I did not search for witch hazel or magnetized implements, as I before said, but I soon fell asleep, and my last thoughts were of steel pens, paper manufactories and printers' ink. I have an indistinct remembrance of a half-sleeping and half-waking vision of a ragged and suffering orphan, which held up to me a ream of foolscap, and he asked me, in plaintive tones, to write, and then he strangely vanished, repeating the lines of the children's play, “He can do little that can't do this.” I turned, but my destiny was before me. Methought I arose, determined to escape in the open air, from the sight of objects calculated to remind me of the unperformed task, and with the lurking thought that perchance I might gather materials or suggestions to be brain-woven into the fatal “article.”

In a moment I was in “the square,” but it was strangely altered. I could not recognize a single tenement. I gazed upward and saw on one granite front the letters “Erected 1938.” There was an appearance of age about the building. It looked discolored and gray. As far as the eye could reach were ranges of high and splendid stores. What does this all mean? I involuntarily asked; and as I spoke, I saw a man the exact image of T—————, and felt relieved. He was a tall, lank, long-sided Yankee, six feet and two inches in height. I addressed him familiarly.

He gave me a keen and independent look, as such a Yankee only can give, and replied, “You have the advantage of me.”

“How so?”

“You seem to know me, but I do not know you.”

In the sauciness of a dream I thought, I am not sure that it is for the advantage of anyone to know you. But I was polite and said nothing of the kind. “Why, certainly, your name is T—————.”

“O yes.”

“You know
me
, A—————?”

“Never heard the name in these parts.”

“Why, did we not board together at the old Hatch house, in the times of Thomas?”

“Never heard of such a house.”

“Pray,” said I, utterly confounded, “who was your great grandfather?”

“I don't know,” but like an American, always looking ahead, he added, “I know who my son is, and there he stands.”

“Who are your relations?”

“I don't know as I ever had any relations nearer than uncles.”

“Do you live in Bangor?”

“Yes, I was born and grew up here, man and boy, sixty odd years.”

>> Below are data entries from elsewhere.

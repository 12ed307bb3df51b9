//! Block devices backing the fixed table.
//!
//! A device is a flat array of `block_size`-byte blocks. Blocks that were
//! never written read back as zeros.

use std::fs::{File, OpenOptions};
use std::io::{Read, Seek, SeekFrom, Write};
use std::path::{Path, PathBuf};
use std::sync::Arc;

use hashbrown::HashMap;
use oneembed_core::{EmbeddingError, Result};
use parking_lot::{Mutex, RwLock};

/// Fixed-size block storage.
pub trait BlockDevice: Send + Sync {
    /// Size of one block in bytes.
    fn block_size(&self) -> usize;

    /// Number of blocks currently allocated.
    fn num_blocks(&self) -> u64;

    /// Reads `count` consecutive blocks starting at `first`.
    fn read_blocks(&self, first: u64, count: usize) -> Result<Vec<u8>>;

    /// Writes whole blocks starting at `first`. `data` must be a multiple of
    /// the block size.
    fn write_blocks(&self, first: u64, data: &[u8]) -> Result<()>;

    /// Flushes written blocks to durable storage.
    fn sync(&self) -> Result<()>;

    /// Reads one block.
    fn read_block(&self, block_id: u64) -> Result<Vec<u8>> {
        self.read_blocks(block_id, 1)
    }

    /// Writes one block.
    fn write_block(&self, block_id: u64, data: &[u8]) -> Result<()> {
        if data.len() != self.block_size() {
            return Err(EmbeddingError::DimensionMismatch {
                expected: self.block_size(),
                actual: data.len(),
            });
        }
        self.write_blocks(block_id, data)
    }
}

impl<T: BlockDevice + ?Sized> BlockDevice for Arc<T> {
    fn block_size(&self) -> usize {
        (**self).block_size()
    }

    fn num_blocks(&self) -> u64 {
        (**self).num_blocks()
    }

    fn read_blocks(&self, first: u64, count: usize) -> Result<Vec<u8>> {
        (**self).read_blocks(first, count)
    }

    fn write_blocks(&self, first: u64, data: &[u8]) -> Result<()> {
        (**self).write_blocks(first, data)
    }

    fn sync(&self) -> Result<()> {
        (**self).sync()
    }
}

fn check_whole_blocks(data: &[u8], block_size: usize) -> Result<()> {
    if data.is_empty() || data.len() % block_size != 0 {
        return Err(EmbeddingError::DimensionMismatch {
            expected: block_size * (data.len() / block_size).max(1),
            actual: data.len(),
        });
    }
    Ok(())
}

/// A device made of preallocated chunk files in one directory.
///
/// Block `b` lives in chunk file `b / blocks_per_chunk` at byte offset
/// `(b % blocks_per_chunk) * block_size`. Chunk files are created on first
/// write and sized to `chunk_size` up front.
#[derive(Debug)]
pub struct FileBlockDevice {
    dir: PathBuf,
    block_size: usize,
    chunk_size: u64,
    chunks: RwLock<Vec<Mutex<File>>>,
}

impl FileBlockDevice {
    /// Opens the device in `dir`, picking up existing chunk files.
    pub fn open(dir: impl AsRef<Path>, block_size: u64, chunk_size: u64) -> Result<Self> {
        let dir = dir.as_ref().to_path_buf();
        if block_size == 0 || chunk_size % block_size != 0 {
            return Err(EmbeddingError::config(format!(
                "chunk_size ({chunk_size}) must be a multiple of block_size ({block_size})"
            )));
        }
        std::fs::create_dir_all(&dir).map_err(|e| {
            EmbeddingError::storage(format!("creating table directory {}", dir.display()), e)
        })?;

        let mut chunks = Vec::new();
        loop {
            let path = Self::chunk_path(&dir, chunks.len());
            if !path.exists() {
                break;
            }
            let file = OpenOptions::new()
                .read(true)
                .write(true)
                .open(&path)
                .map_err(|e| {
                    EmbeddingError::storage(format!("opening chunk {}", path.display()), e)
                })?;
            chunks.push(Mutex::new(file));
        }

        tracing::debug!(
            path = %dir.display(),
            chunks = chunks.len(),
            block_size,
            chunk_size,
            "Opened block device"
        );

        Ok(Self {
            dir,
            block_size: usize::try_from(block_size)
                .map_err(|_| EmbeddingError::config("block_size does not fit in memory"))?,
            chunk_size,
            chunks: RwLock::new(chunks),
        })
    }

    /// Path of chunk file `index`.
    pub fn chunk_path(dir: &Path, index: usize) -> PathBuf {
        dir.join(format!("values-{index:06}.chunk"))
    }

    /// Directory holding the chunk files.
    pub fn dir(&self) -> &Path {
        &self.dir
    }

    fn blocks_per_chunk(&self) -> u64 {
        self.chunk_size / self.block_size as u64
    }

    fn ensure_chunks(&self, count: usize) -> Result<()> {
        if self.chunks.read().len() >= count {
            return Ok(());
        }
        let mut chunks = self.chunks.write();
        while chunks.len() < count {
            let path = Self::chunk_path(&self.dir, chunks.len());
            let file = OpenOptions::new()
                .read(true)
                .write(true)
                .create(true)
                .truncate(false)
                .open(&path)
                .map_err(|e| {
                    EmbeddingError::storage(format!("creating chunk {}", path.display()), e)
                })?;
            file.set_len(self.chunk_size).map_err(|e| {
                EmbeddingError::storage(format!("allocating chunk {}", path.display()), e)
            })?;
            tracing::debug!(path = %path.display(), "Allocated chunk");
            chunks.push(Mutex::new(file));
        }
        Ok(())
    }

    /// Splits a block range into per-chunk `(chunk, byte offset, blocks)` runs.
    fn segments(&self, first: u64, count: u64) -> Vec<(usize, u64, u64)> {
        let per_chunk = self.blocks_per_chunk();
        let mut segments = Vec::new();
        let mut block = first;
        let end = first + count;
        while block < end {
            let chunk = block / per_chunk;
            let within = block % per_chunk;
            let run = (per_chunk - within).min(end - block);
            segments.push((chunk as usize, within * self.block_size as u64, run));
            block += run;
        }
        segments
    }
}

impl BlockDevice for FileBlockDevice {
    fn block_size(&self) -> usize {
        self.block_size
    }

    fn num_blocks(&self) -> u64 {
        self.chunks.read().len() as u64 * self.blocks_per_chunk()
    }

    fn read_blocks(&self, first: u64, count: usize) -> Result<Vec<u8>> {
        let mut out = vec![0u8; count * self.block_size];
        let chunks = self.chunks.read();
        let mut cursor = 0usize;
        for (chunk, offset, run) in self.segments(first, count as u64) {
            let len = run as usize * self.block_size;
            if let Some(file) = chunks.get(chunk) {
                let mut file = file.lock();
                file.seek(SeekFrom::Start(offset))
                    .and_then(|_| file.read_exact(&mut out[cursor..cursor + len]))
                    .map_err(|e| {
                        EmbeddingError::storage(
                            format!("reading {run} blocks from chunk {chunk} at {offset}"),
                            e,
                        )
                    })?;
            }
            cursor += len;
        }
        Ok(out)
    }

    fn write_blocks(&self, first: u64, data: &[u8]) -> Result<()> {
        check_whole_blocks(data, self.block_size)?;
        let count = (data.len() / self.block_size) as u64;
        let last_chunk = (first + count - 1) / self.blocks_per_chunk();
        self.ensure_chunks(last_chunk as usize + 1)?;

        let chunks = self.chunks.read();
        let mut cursor = 0usize;
        for (chunk, offset, run) in self.segments(first, count) {
            let len = run as usize * self.block_size;
            let Some(file) = chunks.get(chunk) else {
                return Err(EmbeddingError::storage(
                    format!("writing chunk {chunk}"),
                    std::io::Error::new(std::io::ErrorKind::NotFound, "chunk not allocated"),
                ));
            };
            let mut file = file.lock();
            file.seek(SeekFrom::Start(offset))
                .and_then(|_| file.write_all(&data[cursor..cursor + len]))
                .map_err(|e| {
                    EmbeddingError::storage(
                        format!("writing {run} blocks to chunk {chunk} at {offset}"),
                        e,
                    )
                })?;
            cursor += len;
        }
        Ok(())
    }

    fn sync(&self) -> Result<()> {
        for (index, file) in self.chunks.read().iter().enumerate() {
            file.lock()
                .sync_data()
                .map_err(|e| EmbeddingError::storage(format!("syncing chunk {index}"), e))?;
        }
        Ok(())
    }
}

/// A volatile device keeping blocks in memory.
#[derive(Debug)]
pub struct MemoryBlockDevice {
    block_size: usize,
    blocks: RwLock<HashMap<u64, Vec<u8>>>,
}

impl MemoryBlockDevice {
    pub fn new(block_size: usize) -> Self {
        Self {
            block_size,
            blocks: RwLock::new(HashMap::new()),
        }
    }
}

impl BlockDevice for MemoryBlockDevice {
    fn block_size(&self) -> usize {
        self.block_size
    }

    fn num_blocks(&self) -> u64 {
        self.blocks.read().keys().max().map_or(0, |max| max + 1)
    }

    fn read_blocks(&self, first: u64, count: usize) -> Result<Vec<u8>> {
        let blocks = self.blocks.read();
        let mut out = Vec::with_capacity(count * self.block_size);
        for block_id in first..first + count as u64 {
            match blocks.get(&block_id) {
                Some(block) => out.extend_from_slice(block),
                None => out.resize(out.len() + self.block_size, 0),
            }
        }
        Ok(out)
    }

    fn write_blocks(&self, first: u64, data: &[u8]) -> Result<()> {
        check_whole_blocks(data, self.block_size)?;
        let mut blocks = self.blocks.write();
        for (i, block) in data.chunks_exact(self.block_size).enumerate() {
            blocks.insert(first + i as u64, block.to_vec());
        }
        Ok(())
    }

    fn sync(&self) -> Result<()> {
        Ok(())
    }
}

“Where is Taylor's corner?”

“There,” he said, pointing to a splendid block, covered with signs of banks, insurance offices and brokers. “It has been so named for more than a hundred years—and is still owned by descendents of the original possessor.”

“I am glad of it,” said I, “if the successors are as honest men as he was. Can you show me the mark of high water in the great freshet of 1846?”

“No,” said he, “I have heard of that great rise, and there have been a great many attempts to find some stone or mark to show the height, but strange to say, the antiquarians of that day were so busy in hunting up antediluvian relics, and taking the measure of the Buskahegian giant, that they forgot that they, and their days, would ever become antiquity.”

“But where,” said I, “is the Kenduskeag Stream?”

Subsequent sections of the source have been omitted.